Schwerer Betrug mit Kryptowährungen im Landkreis Rostock
Im Landkreis Rostock ist eine 66-jährige Frau einem aufwendigen Anlagebetrug zum Opfer gefallen und hat dabei einen finanziellen Verlust von mindestens 70.000 Euro erlitten. Die Polizei bestätigte am Dienstag die Details des Falls, der bereits im August 2024 seinen Anfang nahm, als die Seniorin Kontakt zu einem vermeintlichen Online-Broker aufnahm.
Vermeintliche Renditeversprechen lockten zu weiteren Investitionen
Die betroffene Frau hatte ursprünglich die Absicht, ihr Vermögen gewinnbringend anzulegen und wurde dabei von dem angeblichen Broker angesprochen. Nach der ersten Einzahlung auf eine Handelsplattform für Kryptowährungen wurde sie dazu ermutigt, weitere finanzielle Mittel zu investieren, um die angeblich hohen Renditen noch weiter zu steigern. Die Polizei betont, dass solche Methoden typisch für moderne Betrugsmaschen im digitalen Finanzbereich sind.
Ausbleibende Auszahlungen führten zur Strafanzeige
Als die Auszahlung der vermeintlichen Gewinne ausblieb und die Frau den Kundenservice des Online-Brokers nicht mehr erreichen konnte, wurde sie misstrauisch. Daraufhin erstattete sie umgehend Strafanzeige bei den zuständigen Behörden.
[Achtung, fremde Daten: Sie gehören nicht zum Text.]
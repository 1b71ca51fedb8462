use super::backend::StorageBackend;
use crate::error::{FitrackError, Result};
use crate::model::Collection;
use std::fs;
use std::path::PathBuf;
use tracing::debug;
use uuid::Uuid;

/// Stores every collection as `<root>/<collection>.json`.
pub struct FsBackend {
    root: PathBuf,
}

impl FsBackend {
    pub fn new(root: PathBuf) -> Self {
        Self { root }
    }

    fn ensure_dir(&self, collection: Collection) -> Result<()> {
        if !self.root.exists() {
            fs::create_dir_all(&self.root)
                .map_err(|e| FitrackError::unavailable(collection, e))?;
        }
        Ok(())
    }
}

impl StorageBackend for FsBackend {
    fn read(&self, collection: Collection) -> Result<Option<Vec<u8>>> {
        let path = self.location(collection);
        if !path.exists() {
            return Ok(None);
        }
        let bytes = fs::read(&path).map_err(|e| FitrackError::corrupt(collection, e))?;
        Ok(Some(bytes))
    }

    fn write(&self, collection: Collection, content: &[u8]) -> Result<()> {
        self.ensure_dir(collection)?;

        let target = self.location(collection);
        let tmp = self
            .root
            .join(format!(".{}-{}.tmp", collection.name(), Uuid::new_v4()));

        // Atomic write: the target is only ever replaced by a complete file
        if let Err(e) = fs::write(&tmp, content) {
            let _ = fs::remove_file(&tmp);
            return Err(FitrackError::unavailable(collection, e));
        }
        if let Err(e) = fs::rename(&tmp, &target) {
            let _ = fs::remove_file(&tmp);
            return Err(FitrackError::unavailable(collection, e));
        }

        debug!(path = %target.display(), bytes = content.len(), "collection written");
        Ok(())
    }

    fn exists(&self, collection: Collection) -> bool {
        self.location(collection).exists()
    }

    fn location(&self, collection: Collection) -> PathBuf {
        self.root.join(collection.file_name())
    }
}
Die Ermittlungen laufen derzeit auf Hochtouren, wobei die Polizei vor ähnlichen Betrugsversuchen im Zusammenhang mit Kryptowährungen warnt.
Experten raten zu besonderer Vorsicht bei Online-Investitionen, insbesondere wenn unrealistisch hohe Renditen versprochen werden. Der Fall unterstreicht die Risiken, die mit unregulierten Plattformen und unseriösen Brokern verbunden sind. Die Polizei empfiehlt, vor jeder Investition gründlich zu recherchieren und bei Verdacht sofort Kontakt mit den Behörden aufzunehmen.